RECORDS SHOWN>
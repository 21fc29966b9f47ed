//! ECL CLI
//!
//! Command-line tools for the external changelog.
//!
//! # Commands
//!
//! - `replay` - Run a changelog search over a JSON file of updates
//! - `cookie decode` - Show the change numbers held by a cookie
//! - `cookie compare` - Compare two cookies

mod commands;

use clap::{Parser, Subcommand, ValueEnum};
use ecl_engine::SearchScope;
use std::path::PathBuf;
use tracing_subscriber::EnvFilter;

/// External changelog tools.
#[derive(Parser)]
#[command(name = "ecl")]
#[command(author, version, about, long_about = None)]
struct Cli {
    /// Enable verbose output
    #[arg(global = true, short, long)]
    verbose: bool,

    #[command(subcommand)]
    command: Commands,
}

#[derive(Subcommand)]
enum Commands {
    /// Replay updates through a changelog search and print the entries
    Replay {
        /// JSON file holding the updates, oldest first
        file: PathBuf,

        /// Search base
        #[arg(short, long, default_value = "cn=changelog")]
        base: String,

        /// Search scope
        #[arg(short, long, value_enum, default_value = "sub")]
        scope: ScopeArg,

        /// Search filter
        #[arg(short, long, default_value = "(objectClass=*)")]
        filter: String,

        /// Resume after this cookie
        #[arg(short, long, default_value = "")]
        cookie: String,

        /// Domains to leave out of the changelog (repeatable)
        #[arg(short, long)]
        exclude: Vec<String>,

        /// Stop after this many entries
        #[arg(long)]
        size_limit: Option<usize>,

        /// Output format (ldif, json)
        #[arg(short = 'o', long, default_value = "ldif")]
        format: String,
    },

    /// Inspect resumption cookies
    Cookie {
        #[command(subcommand)]
        action: CookieAction,
    },

    /// Show version information
    Version,
}

#[derive(Subcommand)]
enum CookieAction {
    /// Show the change numbers held by a cookie
    Decode {
        /// Cookie string
        cookie: String,

        /// Output format (text, json)
        #[arg(short, long, default_value = "text")]
        format: String,
    },

    /// Compare two cookies
    Compare {
        /// Left cookie
        left: String,
        /// Right cookie
        right: String,
    },
}

#[derive(Clone, Copy, ValueEnum)]
enum ScopeArg {
    Base,
    One,
    Sub,
    Subordinates,
}

impl From<ScopeArg> for SearchScope {
    fn from(scope: ScopeArg) -> Self {
        match scope {
            ScopeArg::Base => SearchScope::BaseObject,
            ScopeArg::One => SearchScope::SingleLevel,
            ScopeArg::Sub => SearchScope::WholeSubtree,
            ScopeArg::Subordinates => SearchScope::Subordinates,
        }
    }
}

fn main() -> Result<(), Box<dyn std::error::Error>> {
    let cli = Cli::parse();

    // Initialize logging
    let filter = if cli.verbose {
        EnvFilter::new("debug")
    } else {
        EnvFilter::new("info")
    };
    tracing_subscriber::fmt()
        .with_env_filter(filter)
        .with_writer(std::io::stderr)
        .init();

    match cli.command {
        Commands::Replay {
            file,
            base,
            scope,
            filter,
            cookie,
            exclude,
            size_limit,
            format,
        } => {
            let options = commands::replay::ReplayOptions {
                base,
                scope: scope.into(),
                filter,
                cookie,
                exclude,
                size_limit,
            };
            commands::replay::run(&file, &options, &format)?;
        }
        Commands::Cookie { action } => match action {
            CookieAction::Decode { cookie, format } => {
                commands::cookie::decode(&cookie, &format)?;
            }
            CookieAction::Compare { left, right } => {
                commands::cookie::compare(&left, &right)?;
            }
        },
        Commands::Version => {
            println!("ECL CLI v{}", env!("CARGO_PKG_VERSION"));
        }
    }

    Ok(())
}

WHAT TO WORK ON>
Each line of the entries above that has the word "after" is to be copied.

THE ANSWER>
        /// Resume after this cookie
        /// Stop after this many entries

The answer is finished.